ACTION ITEM: Copy exactly the lines of the data below that run from the line holding "2025 Google LLC" through the line holding "express or implied.", both ends included.

SOURCE RECORDS:
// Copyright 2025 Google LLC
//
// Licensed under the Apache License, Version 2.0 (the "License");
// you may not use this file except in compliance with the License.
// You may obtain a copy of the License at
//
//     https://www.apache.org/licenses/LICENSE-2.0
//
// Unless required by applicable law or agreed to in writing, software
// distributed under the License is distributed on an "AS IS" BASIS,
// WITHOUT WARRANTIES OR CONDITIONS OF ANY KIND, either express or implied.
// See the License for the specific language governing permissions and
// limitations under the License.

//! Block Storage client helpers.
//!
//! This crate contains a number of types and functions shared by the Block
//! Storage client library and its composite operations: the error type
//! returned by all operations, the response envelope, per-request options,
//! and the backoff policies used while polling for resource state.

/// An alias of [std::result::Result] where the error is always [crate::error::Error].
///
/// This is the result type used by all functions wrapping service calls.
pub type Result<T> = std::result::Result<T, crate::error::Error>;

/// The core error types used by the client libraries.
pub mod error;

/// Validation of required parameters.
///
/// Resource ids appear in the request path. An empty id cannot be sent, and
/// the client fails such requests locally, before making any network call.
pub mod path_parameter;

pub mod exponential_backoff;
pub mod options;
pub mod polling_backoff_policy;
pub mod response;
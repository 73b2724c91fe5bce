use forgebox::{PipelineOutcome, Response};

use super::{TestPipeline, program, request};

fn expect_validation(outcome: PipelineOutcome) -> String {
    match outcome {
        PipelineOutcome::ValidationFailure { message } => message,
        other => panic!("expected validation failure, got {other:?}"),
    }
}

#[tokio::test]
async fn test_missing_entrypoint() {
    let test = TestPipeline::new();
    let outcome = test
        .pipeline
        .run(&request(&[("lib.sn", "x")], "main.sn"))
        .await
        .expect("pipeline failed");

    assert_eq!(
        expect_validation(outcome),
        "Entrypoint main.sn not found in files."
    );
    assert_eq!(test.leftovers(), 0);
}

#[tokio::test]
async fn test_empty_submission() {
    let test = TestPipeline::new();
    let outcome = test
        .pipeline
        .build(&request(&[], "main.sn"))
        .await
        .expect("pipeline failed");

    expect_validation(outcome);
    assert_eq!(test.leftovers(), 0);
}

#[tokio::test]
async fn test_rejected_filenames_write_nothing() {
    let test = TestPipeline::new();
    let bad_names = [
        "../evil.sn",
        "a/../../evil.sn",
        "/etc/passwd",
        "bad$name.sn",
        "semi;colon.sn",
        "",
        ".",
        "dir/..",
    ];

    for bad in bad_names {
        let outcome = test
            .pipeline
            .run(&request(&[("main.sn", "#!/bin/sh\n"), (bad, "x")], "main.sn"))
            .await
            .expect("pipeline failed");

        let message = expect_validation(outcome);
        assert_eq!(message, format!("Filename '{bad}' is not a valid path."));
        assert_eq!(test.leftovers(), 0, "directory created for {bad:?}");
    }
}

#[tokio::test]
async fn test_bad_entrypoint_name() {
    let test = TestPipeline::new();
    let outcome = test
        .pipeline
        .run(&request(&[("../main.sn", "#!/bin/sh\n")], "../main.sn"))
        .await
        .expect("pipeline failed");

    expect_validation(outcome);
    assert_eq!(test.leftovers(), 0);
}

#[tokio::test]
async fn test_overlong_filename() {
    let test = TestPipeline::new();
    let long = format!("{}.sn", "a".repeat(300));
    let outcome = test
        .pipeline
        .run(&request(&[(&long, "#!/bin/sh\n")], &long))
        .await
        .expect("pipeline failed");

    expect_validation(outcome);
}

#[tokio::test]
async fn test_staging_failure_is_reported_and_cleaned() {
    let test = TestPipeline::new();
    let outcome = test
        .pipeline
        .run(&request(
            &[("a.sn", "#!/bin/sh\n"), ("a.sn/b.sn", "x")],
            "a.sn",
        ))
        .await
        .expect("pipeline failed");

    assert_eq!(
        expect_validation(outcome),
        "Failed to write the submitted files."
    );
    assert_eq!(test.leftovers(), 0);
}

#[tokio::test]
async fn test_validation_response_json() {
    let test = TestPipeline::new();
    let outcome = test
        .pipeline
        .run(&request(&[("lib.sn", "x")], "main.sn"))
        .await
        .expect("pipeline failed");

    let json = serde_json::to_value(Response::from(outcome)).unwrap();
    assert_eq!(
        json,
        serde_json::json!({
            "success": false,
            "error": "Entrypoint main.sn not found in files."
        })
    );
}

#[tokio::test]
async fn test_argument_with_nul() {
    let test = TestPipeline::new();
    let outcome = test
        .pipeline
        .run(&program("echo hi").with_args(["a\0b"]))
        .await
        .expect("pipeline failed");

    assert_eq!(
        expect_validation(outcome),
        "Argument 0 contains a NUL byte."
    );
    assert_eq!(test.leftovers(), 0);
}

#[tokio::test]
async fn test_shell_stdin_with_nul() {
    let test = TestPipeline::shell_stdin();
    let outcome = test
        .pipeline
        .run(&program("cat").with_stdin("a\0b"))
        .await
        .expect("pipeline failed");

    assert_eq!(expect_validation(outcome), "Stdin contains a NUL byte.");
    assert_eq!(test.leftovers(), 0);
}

* * *

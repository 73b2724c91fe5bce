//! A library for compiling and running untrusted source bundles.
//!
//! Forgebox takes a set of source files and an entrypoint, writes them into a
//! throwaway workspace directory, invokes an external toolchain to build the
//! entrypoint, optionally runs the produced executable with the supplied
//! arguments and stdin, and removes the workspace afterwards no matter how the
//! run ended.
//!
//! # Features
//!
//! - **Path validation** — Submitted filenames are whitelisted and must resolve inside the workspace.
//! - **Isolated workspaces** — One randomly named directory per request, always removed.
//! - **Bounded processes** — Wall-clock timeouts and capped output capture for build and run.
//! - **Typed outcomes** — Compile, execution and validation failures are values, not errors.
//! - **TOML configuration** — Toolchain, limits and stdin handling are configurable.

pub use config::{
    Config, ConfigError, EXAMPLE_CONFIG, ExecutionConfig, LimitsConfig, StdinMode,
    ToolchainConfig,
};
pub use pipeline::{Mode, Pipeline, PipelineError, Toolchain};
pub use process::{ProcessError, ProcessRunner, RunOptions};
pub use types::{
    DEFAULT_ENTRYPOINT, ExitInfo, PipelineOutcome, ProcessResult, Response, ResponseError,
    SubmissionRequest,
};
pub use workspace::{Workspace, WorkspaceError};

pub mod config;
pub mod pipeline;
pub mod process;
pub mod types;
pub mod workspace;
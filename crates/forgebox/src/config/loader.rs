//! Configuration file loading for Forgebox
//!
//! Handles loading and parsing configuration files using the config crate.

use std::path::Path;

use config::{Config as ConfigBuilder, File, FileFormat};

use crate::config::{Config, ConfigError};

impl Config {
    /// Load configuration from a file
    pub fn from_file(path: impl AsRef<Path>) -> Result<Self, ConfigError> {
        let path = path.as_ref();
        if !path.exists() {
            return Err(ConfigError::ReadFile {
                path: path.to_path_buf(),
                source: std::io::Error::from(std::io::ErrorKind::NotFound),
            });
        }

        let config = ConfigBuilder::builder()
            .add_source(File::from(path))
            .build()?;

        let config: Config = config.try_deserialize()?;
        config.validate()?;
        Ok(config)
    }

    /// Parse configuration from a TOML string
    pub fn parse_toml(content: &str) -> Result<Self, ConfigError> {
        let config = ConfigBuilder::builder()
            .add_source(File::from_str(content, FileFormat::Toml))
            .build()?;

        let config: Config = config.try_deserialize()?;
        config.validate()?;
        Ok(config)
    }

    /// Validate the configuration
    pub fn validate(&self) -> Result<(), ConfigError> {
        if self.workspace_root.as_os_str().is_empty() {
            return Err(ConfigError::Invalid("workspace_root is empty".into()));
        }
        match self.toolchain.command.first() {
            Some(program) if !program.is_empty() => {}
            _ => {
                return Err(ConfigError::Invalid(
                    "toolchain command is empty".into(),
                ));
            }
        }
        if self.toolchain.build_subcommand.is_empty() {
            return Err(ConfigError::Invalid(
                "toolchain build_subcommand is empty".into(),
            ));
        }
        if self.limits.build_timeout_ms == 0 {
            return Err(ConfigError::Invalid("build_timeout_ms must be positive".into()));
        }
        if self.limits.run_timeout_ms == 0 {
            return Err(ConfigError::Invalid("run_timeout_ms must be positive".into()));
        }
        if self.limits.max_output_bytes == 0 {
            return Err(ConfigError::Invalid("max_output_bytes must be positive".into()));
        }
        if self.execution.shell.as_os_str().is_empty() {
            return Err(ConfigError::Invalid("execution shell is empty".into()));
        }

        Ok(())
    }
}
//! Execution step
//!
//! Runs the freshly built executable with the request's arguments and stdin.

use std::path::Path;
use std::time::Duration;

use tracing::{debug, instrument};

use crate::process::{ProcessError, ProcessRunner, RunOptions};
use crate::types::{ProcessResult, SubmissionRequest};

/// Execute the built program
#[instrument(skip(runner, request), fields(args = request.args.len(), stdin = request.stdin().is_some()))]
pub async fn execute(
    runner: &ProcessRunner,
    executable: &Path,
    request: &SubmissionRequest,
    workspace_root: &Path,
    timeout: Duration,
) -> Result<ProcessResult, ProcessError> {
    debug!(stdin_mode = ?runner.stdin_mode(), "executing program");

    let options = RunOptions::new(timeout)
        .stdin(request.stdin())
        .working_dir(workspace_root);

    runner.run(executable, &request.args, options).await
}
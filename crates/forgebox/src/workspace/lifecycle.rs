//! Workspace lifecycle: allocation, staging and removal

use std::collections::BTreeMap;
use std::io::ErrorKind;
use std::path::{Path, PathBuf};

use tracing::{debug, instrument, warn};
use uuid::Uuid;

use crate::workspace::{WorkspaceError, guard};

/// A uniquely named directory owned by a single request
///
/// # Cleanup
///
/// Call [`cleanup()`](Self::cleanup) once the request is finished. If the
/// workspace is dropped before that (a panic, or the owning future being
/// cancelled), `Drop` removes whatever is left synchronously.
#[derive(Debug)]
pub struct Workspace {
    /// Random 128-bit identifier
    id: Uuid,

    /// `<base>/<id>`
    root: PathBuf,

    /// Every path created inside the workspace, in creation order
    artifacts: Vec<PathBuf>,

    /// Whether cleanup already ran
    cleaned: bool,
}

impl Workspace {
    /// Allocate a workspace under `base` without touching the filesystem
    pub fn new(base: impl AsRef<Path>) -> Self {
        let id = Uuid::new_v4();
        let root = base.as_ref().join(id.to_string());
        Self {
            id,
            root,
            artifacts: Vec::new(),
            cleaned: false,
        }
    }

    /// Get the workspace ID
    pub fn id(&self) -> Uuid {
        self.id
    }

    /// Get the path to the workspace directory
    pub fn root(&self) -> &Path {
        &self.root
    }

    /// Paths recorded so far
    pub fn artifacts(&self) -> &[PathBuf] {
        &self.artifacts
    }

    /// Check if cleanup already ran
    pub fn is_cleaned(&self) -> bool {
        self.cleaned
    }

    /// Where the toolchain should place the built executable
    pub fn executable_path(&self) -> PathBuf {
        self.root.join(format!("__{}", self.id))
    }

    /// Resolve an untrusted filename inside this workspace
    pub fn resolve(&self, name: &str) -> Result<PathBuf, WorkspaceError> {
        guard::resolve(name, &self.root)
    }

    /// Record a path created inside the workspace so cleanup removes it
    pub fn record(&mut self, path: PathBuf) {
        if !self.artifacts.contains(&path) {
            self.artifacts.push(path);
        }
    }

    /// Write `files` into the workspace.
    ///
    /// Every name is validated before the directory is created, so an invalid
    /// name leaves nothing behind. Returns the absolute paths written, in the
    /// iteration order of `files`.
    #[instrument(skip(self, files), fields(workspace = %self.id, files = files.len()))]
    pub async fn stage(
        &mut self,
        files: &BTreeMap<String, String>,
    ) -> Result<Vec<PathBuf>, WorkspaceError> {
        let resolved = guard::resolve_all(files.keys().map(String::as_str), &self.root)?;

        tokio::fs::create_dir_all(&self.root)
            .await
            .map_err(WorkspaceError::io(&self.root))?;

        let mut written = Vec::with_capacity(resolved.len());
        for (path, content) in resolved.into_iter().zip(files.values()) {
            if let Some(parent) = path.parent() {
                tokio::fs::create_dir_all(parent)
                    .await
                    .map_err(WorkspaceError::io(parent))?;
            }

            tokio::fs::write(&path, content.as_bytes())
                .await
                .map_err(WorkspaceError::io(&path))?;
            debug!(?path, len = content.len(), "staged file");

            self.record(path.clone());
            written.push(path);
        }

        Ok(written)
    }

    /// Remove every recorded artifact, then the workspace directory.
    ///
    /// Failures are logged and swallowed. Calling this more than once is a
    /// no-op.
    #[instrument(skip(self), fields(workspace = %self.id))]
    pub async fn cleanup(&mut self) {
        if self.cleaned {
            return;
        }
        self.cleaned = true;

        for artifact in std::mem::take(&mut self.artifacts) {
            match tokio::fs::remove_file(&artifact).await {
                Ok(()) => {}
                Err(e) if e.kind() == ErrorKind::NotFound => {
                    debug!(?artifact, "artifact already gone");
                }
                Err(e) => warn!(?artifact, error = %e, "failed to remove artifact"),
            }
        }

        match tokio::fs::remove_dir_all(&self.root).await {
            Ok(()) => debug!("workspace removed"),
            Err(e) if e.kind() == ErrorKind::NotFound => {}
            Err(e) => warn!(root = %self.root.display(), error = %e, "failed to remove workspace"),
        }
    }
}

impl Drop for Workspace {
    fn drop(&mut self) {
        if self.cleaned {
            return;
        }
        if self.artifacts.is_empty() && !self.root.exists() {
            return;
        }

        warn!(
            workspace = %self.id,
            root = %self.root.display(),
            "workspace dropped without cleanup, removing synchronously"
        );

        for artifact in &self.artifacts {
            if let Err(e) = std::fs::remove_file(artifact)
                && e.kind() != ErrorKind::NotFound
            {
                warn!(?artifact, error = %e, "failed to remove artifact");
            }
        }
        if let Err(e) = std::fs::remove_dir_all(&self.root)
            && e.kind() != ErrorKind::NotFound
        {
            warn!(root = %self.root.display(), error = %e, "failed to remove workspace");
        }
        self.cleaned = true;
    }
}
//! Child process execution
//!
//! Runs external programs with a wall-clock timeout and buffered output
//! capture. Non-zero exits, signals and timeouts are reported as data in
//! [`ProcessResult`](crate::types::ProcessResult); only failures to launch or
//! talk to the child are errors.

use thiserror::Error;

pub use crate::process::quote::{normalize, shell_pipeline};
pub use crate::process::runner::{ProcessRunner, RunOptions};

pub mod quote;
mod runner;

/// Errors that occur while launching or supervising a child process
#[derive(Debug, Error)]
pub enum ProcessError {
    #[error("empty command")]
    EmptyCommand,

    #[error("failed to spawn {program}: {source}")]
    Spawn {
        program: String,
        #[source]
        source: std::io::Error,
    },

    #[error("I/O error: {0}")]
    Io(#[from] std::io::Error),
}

WRITTEN SOLUTION:
// Copyright 2025 Google LLC
//
// Licensed under the Apache License, Version 2.0 (the "License");
// you may not use this file except in compliance with the License.
// You may obtain a copy of the License at
//
//     https://www.apache.org/licenses/LICENSE-2.0
//
// Unless required by applicable law or agreed to in writing, software
// distributed under the License is distributed on an "AS IS" BASIS,
// WITHOUT WARRANTIES OR CONDITIONS OF ANY KIND, either express or implied.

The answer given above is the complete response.